4. Employee, Employer and Releasees covenant and agree not to sue or seek recourse from the other party for any Claims released by this Agreement and to waive any recovery related to any Claims covered by this Agreement. Employee further certifies that he is not aware of any actual or attempted regulatory, SEC, EEOC or other legal violations by Employer and that his retirement is not a result of retaliation based on any legal rights or opposition to an illegal practice.
5. Employee agrees to keep confidential and not disclose to any third party, nor use for any other purpose, any non-public Employer information, including, without limitation, financial, customer or strategic data or trade secrets.
6. Employee agrees that, except for (a) the payment of Employee’s base salary (as of November 17, 2020) through the Separation Date, (b) the vesting and payment of Employee’s equity awards in the ordinary course through the Separation Date in accordance with the terms of the Company’s 2008 Long Term Incentive Compensation Plan (the “2008 Plan”), 2018 Long Term Incentive Compensation Plan (the “2018 Plan”) and the performance share programs thereunder and the vesting at target of certain performance awards through the Separation Date, subject to any payment delay required under Section 10.4 of the 2008 Plan and 2018 Plan, as set forth in Exhibit A attached hereto, (c) a one-time transition award of $400,000 to be paid by the Employer on January 1, 2021 in consideration for Employee’s transition of duties to his successor, (d) reimbursement by the Employer for the full cost of purchasing coverage under the Consolidated Omnibus Budget Reconciliation Act of 1986, as amended (“COBRA”) for the period of April 1, 2021 through September 30, 2021, and (e) payment of any deferred compensation at such time and amounts as determined in accordance with the terms of the Employer’s Deferred Compensation Plan and Employee’s election(s) thereunder, there is no other compensation, benefits, or other payments due or owed to him by each or any of the Releasees, including, without limitation, the Employer, and there are no other payments due or owed to him in connection with his employment with Employer.

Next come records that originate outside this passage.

//! Delegate probe
//!
//! Classifies a single physical storage location by the naming and type
//! shape conventions of property delegation. Each convention is an
//! independent [`DelegateMatcher`]; [`DelegateProbe`] evaluates them in order
//! and the first match wins:
//!
//! 1. interface forward (`$$delegate_<N>`),
//! 2. lazy cache (`<name>$delegate` holding a lazy wrapper),
//! 3. reference forward (`<name>$receiver`),
//! 4. map-backed (`<name>$delegate` holding a key-value map),
//! 5. custom provider (any other `<name>$delegate`).
//!
//! The probe only looks at declarations. It never reads a value and never
//! forces a lazy wrapper.
use log::trace;
use proptag::{FieldShape, PropertyShape, TypeShape, TypeTag};
use strum::EnumDiscriminants;

use crate::{capability::Capabilities, utils::conf::DelegateConventions};

/// How a property's value is produced.
#[derive(Debug, Clone, PartialEq, Eq, Hash, EnumDiscriminants)]
#[strum_discriminants(name(DelegateFamily), derive(Hash, PartialOrd, Ord))]
pub enum DelegateKind {
    /// A plain field.
    None,
    /// A lazily computed, cached value. Carries the wrapped value type.
    LazyCache(TypeTag),
    /// A compiler-generated delegate implementing an interface. Carries the
    /// delegate's storage type.
    InterfaceForward(TypeTag),
    /// Forwarded to another object's member. Carries the receiver type.
    ReferenceForward(TypeTag),
    /// Looked up in a key-value map by the property's canonical name.
    MapBacked,
    /// Produced by a user-supplied provider object.
    CustomProvider,
}

impl std::fmt::Display for DelegateFamily {
    fn fmt(&self, f: &mut std::fmt::Formatter<'_>) -> std::fmt::Result {
        match self {
            DelegateFamily::None => write!(f, "no"),
            DelegateFamily::LazyCache => write!(f, "lazy"),
            DelegateFamily::InterfaceForward => write!(f, "interface"),
            DelegateFamily::ReferenceForward => write!(f, "member reference"),
            DelegateFamily::MapBacked => write!(f, "map"),
            DelegateFamily::CustomProvider => write!(f, "custom provider"),
        }
    }
}

/// How a consumer would read the value of a property of a given kind.
#[derive(Debug, Clone, PartialEq, Eq, Hash)]
pub enum ValueAccess {
    /// Read the storage directly.
    Field,
    /// Read the storage, then take the value out of the lazy wrapper.
    UnwrapLazy,
    /// Invoke the interface member on the instance itself.
    InvokeInterfaceMember,
    /// Invoke the referenced accessor on the stored receiver.
    InvokeReferencedAccessor,
    /// Look `key` up in the stored map.
    MapLookup { key: String },
    /// Ask the stored provider for the value.
    InvokeProvider,
}

impl DelegateKind {
    pub fn family(&self) -> DelegateFamily {
        self.into()
    }

    pub fn is_delegated(&self) -> bool {
        !matches!(self, DelegateKind::None)
    }

    /// The value-extraction rule for a property called `canonical_name`.
    pub fn access(&self, canonical_name: &str) -> ValueAccess {
        match self {
            DelegateKind::None => ValueAccess::Field,
            DelegateKind::LazyCache(_) => ValueAccess::UnwrapLazy,
            DelegateKind::InterfaceForward(_) => ValueAccess::InvokeInterfaceMember,
            DelegateKind::ReferenceForward(_) => ValueAccess::InvokeReferencedAccessor,
            DelegateKind::MapBacked => ValueAccess::MapLookup {
                key: canonical_name.to_string(),
            },
            DelegateKind::CustomProvider => ValueAccess::InvokeProvider,
        }
    }
}

/// What a convention needs from the delegate metadata facility.
#[derive(Debug, Clone, Copy, PartialEq, Eq)]
pub enum CapabilityGate {
    /// Recognizable from the storage alone.
    Never,
    /// The storage is ordinary state without the facility, but its canonical
    /// name can only be confirmed with it.
    AliasOnly,
    /// The value is unreachable without the facility.
    Required,
}

/// The location being classified.
pub struct StorageSite<'a> {
    pub declaring: &'a TypeShape,
    pub field: &'a FieldShape,
}

/// A syntactic match: the convention recognized the storage identifier and
/// the storage type shape.
#[derive(Debug, Clone, PartialEq, Eq)]
pub struct ConventionMatch {
    pub canonical_name: String,
}

/// One naming convention.
pub trait DelegateMatcher: Send + Sync {
    fn family(&self) -> DelegateFamily;

    fn gate(&self) -> CapabilityGate;

    fn matches(&self, site: &StorageSite<'_>, conventions: &DelegateConventions)
    -> Option<ConventionMatch>;
}

fn strip_suffix<'a>(name: &'a str, suffix: &str) -> Option<&'a str> {
    name.strip_suffix(suffix).filter(|stem| !stem.is_empty())
}

pub struct InterfaceMatcher;

impl DelegateMatcher for InterfaceMatcher {
    fn family(&self) -> DelegateFamily {
        DelegateFamily::InterfaceForward
    }

    fn gate(&self) -> CapabilityGate {
        CapabilityGate::Never
    }

    fn matches(
        &self,
        site: &StorageSite<'_>,
        conventions: &DelegateConventions,
    ) -> Option<ConventionMatch> {
        let index = site.field.name.strip_prefix(conventions.interface_prefix.as_str())?;
        if index.is_empty() || !index.bytes().all(|b| b.is_ascii_digit()) {
            return None;
        }
        Some(ConventionMatch {
            canonical_name: site.field.name.clone(),
        })
    }
}

pub struct LazyMatcher;

impl DelegateMatcher for LazyMatcher {
    fn family(&self) -> DelegateFamily {
        DelegateFamily::LazyCache
    }

    fn gate(&self) -> CapabilityGate {
        CapabilityGate::Required
    }

    fn matches(
        &self,
        site: &StorageSite<'_>,
        conventions: &DelegateConventions,
    ) -> Option<ConventionMatch> {
        let stem = strip_suffix(&site.field.name, &conventions.lazy_suffix)?;
        let wrapper = site.field.ty.raw_name()?;
        conventions
            .is_lazy_wrapper(wrapper)
            .then(|| ConventionMatch {
                canonical_name: stem.to_string(),
            })
    }
}

pub struct ReferenceMatcher;

impl DelegateMatcher for ReferenceMatcher {
    fn family(&self) -> DelegateFamily {
        DelegateFamily::ReferenceForward
    }

    fn gate(&self) -> CapabilityGate {
        CapabilityGate::AliasOnly
    }

    fn matches(
        &self,
        site: &StorageSite<'_>,
        conventions: &DelegateConventions,
    ) -> Option<ConventionMatch> {
        strip_suffix(&site.field.name, &conventions.reference_suffix).map(|stem| ConventionMatch {
            canonical_name: stem.to_string(),
        })
    }
}

pub struct MapMatcher;

impl DelegateMatcher for MapMatcher {
    fn family(&self) -> DelegateFamily {
        DelegateFamily::MapBacked
    }

    fn gate(&self) -> CapabilityGate {
        CapabilityGate::AliasOnly
    }

    fn matches(
        &self,
        site: &StorageSite<'_>,
        conventions: &DelegateConventions,
    ) -> Option<ConventionMatch> {
        let stem = strip_suffix(&site.field.name, &conventions.provider_suffix)?;
        let map = site.field.ty.raw_name()?;
        conventions.is_map_type(map).then(|| ConventionMatch {
            canonical_name: stem.to_string(),
        })
    }
}

pub struct ProviderMatcher;

impl DelegateMatcher for ProviderMatcher {
    fn family(&self) -> DelegateFamily {
        DelegateFamily::CustomProvider
    }

    fn gate(&self) -> CapabilityGate {
        CapabilityGate::Required
    }

    fn matches(
        &self,
        site: &StorageSite<'_>,
        conventions: &DelegateConventions,
    ) -> Option<ConventionMatch> {
        strip_suffix(&site.field.name, &conventions.provider_suffix).map(|stem| ConventionMatch {
            canonical_name: stem.to_string(),
        })
    }
}

/// The outcome of classifying one storage location, before type resolution.
#[derive(Debug, Clone, PartialEq, Eq)]
pub struct Classification<'a> {
    /// The confirmed delegation family. `None` when nothing matched, and also
    /// when a match could not be confirmed for lack of the facility.
    pub family: DelegateFamily,
    pub canonical_name: String,
    /// The value of this location is unreachable without the facility.
    pub requires_capability: bool,
    /// The family a convention recognized but could not confirm.
    pub suspected: Option<DelegateFamily>,
    /// The would-be canonical name of an unconfirmed match.
    pub alias: Option<String>,
    /// The logical property declaration backing a confirmed match.
    pub property: Option<&'a PropertyShape>,
}

impl Classification<'_> {
    fn plain(field: &FieldShape) -> Self {
        Self {
            family: DelegateFamily::None,
            canonical_name: field.name.clone(),
            requires_capability: false,
            suspected: None,
            alias: None,
            property: None,
        }
    }

    /// `true` if a convention matched, confirmed or not.
    pub fn is_convention_match(&self) -> bool {
        self.family != DelegateFamily::None || self.suspected.is_some()
    }

    /// The name used to detect a descendant overriding an ancestor's storage.
    pub fn logical_name(&self) -> &str {
        self.alias.as_deref().unwrap_or(&self.canonical_name)
    }
}

/// An ordered set of naming conventions.
pub struct DelegateProbe {
    matchers: Vec<Box<dyn DelegateMatcher>>,
}

impl Default for DelegateProbe {
    fn default() -> Self {
        Self::new(vec![
            Box::new(InterfaceMatcher),
            Box::new(LazyMatcher),
            Box::new(ReferenceMatcher),
            Box::new(MapMatcher),
            Box::new(ProviderMatcher),
        ])
    }
}

impl DelegateProbe {
    pub fn new(matchers: Vec<Box<dyn DelegateMatcher>>) -> Self {
        Self { matchers }
    }

    /// Classify the storage location `site.field` of `site.declaring`.
    ///
    /// With the delegate metadata facility, a gated convention only matches
    /// if the declaring type also declares a property under the derived
    /// canonical name; otherwise the next convention is tried. Without it, the
    /// first syntactic match of a gated convention degrades to
    /// [`DelegateFamily::None`] and is reported through `suspected`.
    pub fn classify<'a>(
        &self,
        site: &StorageSite<'a>,
        conventions: &DelegateConventions,
        capabilities: Capabilities,
    ) -> Classification<'a> {
        for matcher in &self.matchers {
            let Some(found) = matcher.matches(site, conventions) else {
                continue;
            };

            let family = matcher.family();
            let gate = matcher.gate();

            if gate == CapabilityGate::Never {
                trace!(
                    "{}.{} classified as {} delegate",
                    site.declaring.name, site.field.name, family
                );
                return Classification {
                    family,
                    canonical_name: found.canonical_name,
                    requires_capability: false,
                    suspected: None,
                    alias: None,
                    property: None,
                };
            }

            if !capabilities.delegate_metadata {
                trace!(
                    "{}.{} looks like a {} delegate, but delegate metadata is unavailable",
                    site.declaring.name, site.field.name, family
                );
                return Classification {
                    family: DelegateFamily::None,
                    canonical_name: site.field.name.clone(),
                    requires_capability: gate == CapabilityGate::Required,
                    suspected: Some(family),
                    alias: Some(found.canonical_name),
                    property: None,
                };
            }

            match site.declaring.find_property(&found.canonical_name) {
                Some(property) => {
                    trace!(
                        "{}.{} classified as {} delegate",
                        site.declaring.name, site.field.name, family
                    );
                    return Classification {
                        family,
                        canonical_name: found.canonical_name,
                        requires_capability: false,
                        suspected: None,
                        alias: None,
                        property: Some(property),
                    };
                }
                None => trace!(
                    "{}.{} matches the {} convention but no property '{}' is declared",
                    site.declaring.name, site.field.name, family, found.canonical_name
                ),
            }
        }

        Classification::plain(site.field)
    }
}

7. The terms of this Agreement are not to be considered as an admission on behalf of either party. Neither this Agreement nor its terms shall be admissible as evidence of any liability or wrongdoing by each or any of the Releasees in any judicial, administrative or other proceeding now pending or hereafter instituted by any person or entity. The Employer and Employee are entering into this Agreement solely for the purpose of effectuating a mutually satisfactory transition of Employee's employment.

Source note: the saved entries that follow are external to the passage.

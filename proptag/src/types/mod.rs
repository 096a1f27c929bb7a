//! Types module
//!
//! This module contains the static description of the types the engine
//! introspects. It is built on three layers:
//!
//! - Declared type expressions (see `expr.rs`).
//! - Shapes: fields, properties, markers and the type shape itself (see `shape.rs`).
//! - A [`ShapeRegistry`] which stores shapes and hands out stable
//!   [`ShapeRef`] identifiers (UUID-based).
//!
//! Shapes are immutable once registered. Registering a shape under a name
//! that already exists does not overwrite the previous shape: it creates a
//! new version with a fresh [`ShapeRef`], so anything cached against the old
//! reference stays consistent with the shape it was computed from.
use std::{collections::BTreeMap, sync::Arc};

use log::debug;
use parking_lot::RwLock;
#[cfg(feature = "serde")]
use serde::{Deserialize, Serialize};
use smallvec::{SmallVec, smallvec};
use uuid::{Timestamp, Uuid};

use crate::types::shape::{Marker, TypeShape};

pub mod expr;
pub mod shape;

/// A stable reference to a shape stored inside a [`ShapeRegistry`].
///
/// Each registered version of a type receives its own reference, which makes
/// it usable as a type-version token for caches.
#[derive(Debug, Clone, Copy, PartialEq, Eq, PartialOrd, Ord, Hash)]
#[cfg_attr(feature = "serde", derive(Serialize, Deserialize))]
pub struct ShapeRef(Uuid);

impl std::fmt::Display for ShapeRef {
    fn fmt(&self, f: &mut std::fmt::Formatter<'_>) -> std::fmt::Result {
        write!(f, "{}", self.0)
    }
}

/// A stable reference to one registered set of package markers.
#[derive(Debug, Clone, Copy, PartialEq, Eq, PartialOrd, Ord, Hash)]
#[cfg_attr(feature = "serde", derive(Serialize, Deserialize))]
pub struct MarkerSetRef(Uuid);

impl std::fmt::Display for MarkerSetRef {
    fn fmt(&self, f: &mut std::fmt::Formatter<'_>) -> std::fmt::Result {
        write!(f, "{}", self.0)
    }
}

/// A central registry of type shapes.
///
/// Example:
///
/// ```rust
/// # use proptag::{ShapeRegistry, TypeShape};
/// let reg = ShapeRegistry::new([0u8; 6]);
/// let shape_ref = reg.register(TypeShape::new("Container"));
/// assert_eq!(reg.lookup("Container"), Some(shape_ref));
/// assert_eq!(reg.get(shape_ref).unwrap().name, "Container");
/// ```
pub struct ShapeRegistry {
    shapes: RwLock<BTreeMap<Uuid, Arc<TypeShape>>>,
    by_name: RwLock<BTreeMap<String, SmallVec<[Uuid; 1]>>>,
    packages: RwLock<BTreeMap<String, Uuid>>,
    marker_sets: RwLock<BTreeMap<Uuid, Arc<[Marker]>>>,
    context: uuid::timestamp::context::Context,
    node_id: [u8; 6],
}

impl Default for ShapeRegistry {
    fn default() -> Self {
        Self::new([0; 6])
    }
}

impl ShapeRegistry {
    fn next_uuid(&self) -> Uuid {
        let ts = Timestamp::now(&self.context);
        Uuid::new_v6(ts, &self.node_id)
    }

    /// Create a new [`ShapeRegistry`] instance.
    ///
    /// `node_id` is used when allocating UUIDs for newly registered shapes.
    pub fn new(node_id: [u8; 6]) -> Self {
        Self {
            shapes: Default::default(),
            // INFO: Always lock shapes before by_name to avoid deadlock
            by_name: Default::default(),
            // INFO: Always lock marker_sets before packages
            packages: Default::default(),
            marker_sets: Default::default(),
            context: uuid::timestamp::context::Context::new(0),
            node_id,
        }
    }

    /// Register `shape` and return the [`ShapeRef`] of this new version.
    ///
    /// # A note on concurrency
    /// Registration takes both write locks, in the order `shapes` then
    /// `by_name`. Readers never hold a lock after returning, so calling this
    /// from any thread is deadlock free.
    pub fn register(&self, shape: TypeShape) -> ShapeRef {
        let mut shapes_lock = self.shapes.write();
        let mut by_name_lock = self.by_name.write();

        let uuid = self.next_uuid();
        let versions = by_name_lock.entry(shape.name.clone()).or_insert_with(|| smallvec![]);
        if versions.is_empty() {
            debug!("Registered shape {} with UUID {}.", shape.name, uuid);
        } else {
            debug!(
                "Registered version {} of shape {} with UUID {} (previous: {:?}).",
                versions.len() + 1,
                shape.name,
                uuid,
                versions
            );
        }
        versions.push(uuid);
        shapes_lock.insert(uuid, Arc::new(shape));
        ShapeRef(uuid)
    }

    /// Retrieve the shape for the given `shape_ref`. Returns [`None`] if it is
    /// not present in the registry.
    pub fn get(&self, shape_ref: ShapeRef) -> Option<Arc<TypeShape>> {
        self.shapes.read_recursive().get(&shape_ref.0).cloned()
    }

    /// Returns the latest registered version of the type called `name`.
    pub fn lookup(&self, name: &str) -> Option<ShapeRef> {
        self.by_name
            .read_recursive()
            .get(name)
            .and_then(|versions| versions.last())
            .copied()
            .map(ShapeRef)
    }

    /// Returns every registered version of `name`, oldest first.
    pub fn versions(&self, name: &str) -> Vec<ShapeRef> {
        self.by_name
            .read_recursive()
            .get(name)
            .map(|versions| versions.iter().copied().map(ShapeRef).collect())
            .unwrap_or_default()
    }

    /// Returns the [`ShapeRef`] of the superclass of `shape`, if that
    /// superclass is registered.
    pub fn superclass_of(&self, shape: &TypeShape) -> Option<ShapeRef> {
        shape.superclass_name().and_then(|name| self.lookup(name))
    }

    /// Attach package-level markers. The new set replaces the current one for
    /// `package`; sets registered earlier stay reachable through their
    /// [`MarkerSetRef`].
    pub fn register_package_markers(
        &self,
        package: impl Into<String>,
        markers: impl IntoIterator<Item = Marker>,
    ) -> MarkerSetRef {
        let package = package.into();
        let markers: Arc<[Marker]> = markers.into_iter().collect();

        let mut sets_lock = self.marker_sets.write();
        let mut packages_lock = self.packages.write();

        let uuid = self.next_uuid();
        debug!(
            "Registered {} marker(s) on package {} with UUID {}.",
            markers.len(),
            package,
            uuid
        );
        sets_lock.insert(uuid, markers);
        packages_lock.insert(package, uuid);
        MarkerSetRef(uuid)
    }

    /// Returns the current marker set of `package`.
    pub fn package_marker_set(&self, package: &str) -> Option<MarkerSetRef> {
        self.packages
            .read_recursive()
            .get(package)
            .copied()
            .map(MarkerSetRef)
    }

    /// Returns the markers of a registered set.
    pub fn marker_set(&self, set: MarkerSetRef) -> Option<Arc<[Marker]>> {
        self.marker_sets.read_recursive().get(&set.0).cloned()
    }

    /// Returns the markers currently attached to `package`.
    pub fn package_markers(&self, package: &str) -> Option<Arc<[Marker]>> {
        self.package_marker_set(package)
            .and_then(|set| self.marker_set(set))
    }

    /// Number of registered shape versions.
    pub fn len(&self) -> usize {
        self.shapes.read_recursive().len()
    }

    pub fn is_empty(&self) -> bool {
        self.len() == 0
    }
}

8. All provisions of this Agreement are severable and if any of them is determined to be invalid or unenforceable for any reason, the remaining provisions and portions of this Agreement shall be unaffected thereby and shall remain in full force to the fullest extent permitted by law.
9. This Agreement shall be governed by and interpreted under and in accordance with the laws of the Commonwealth of Pennsylvania. Any suit, claim or cause of action arising under or related to this Agreement shall be submitted by the parties hereto to the exclusive jurisdiction of the courts of Pennsylvania or to the federal courts located therein if they otherwise have jurisdiction.
10. This Agreement constitutes a complete and final agreement between the parties and supersedes and replaces all prior or contemporaneous agreements, offer letters, severance policies and plans, negotiations, or discussions relating to the subject matter of this Agreement and no other agreement shall be binding upon each or any of the Releasees, including, but not limited to, any agreement made hereafter, unless in writing and signed by an officer of the Employer, and only such agreement shall be binding against the Employer. This Agreement and the Executive Agreement by and between the Employer and Employee, effective as of December 31, 2018, as amended on March 27, 2020 and on October 1, 2020 (as amended, the “2018 Agreement”) shall be binding on any successors or assigns of both parties. Except as modified herein, all other terms of the 2018 Agreement that are in effect shall remain in full force and effect. Employer agrees that all of Employee’s notice obligations have been satisfied.
2
11. Employee is advised, and acknowledges that he has been advised, to consult with an attorney before signing this Agreement.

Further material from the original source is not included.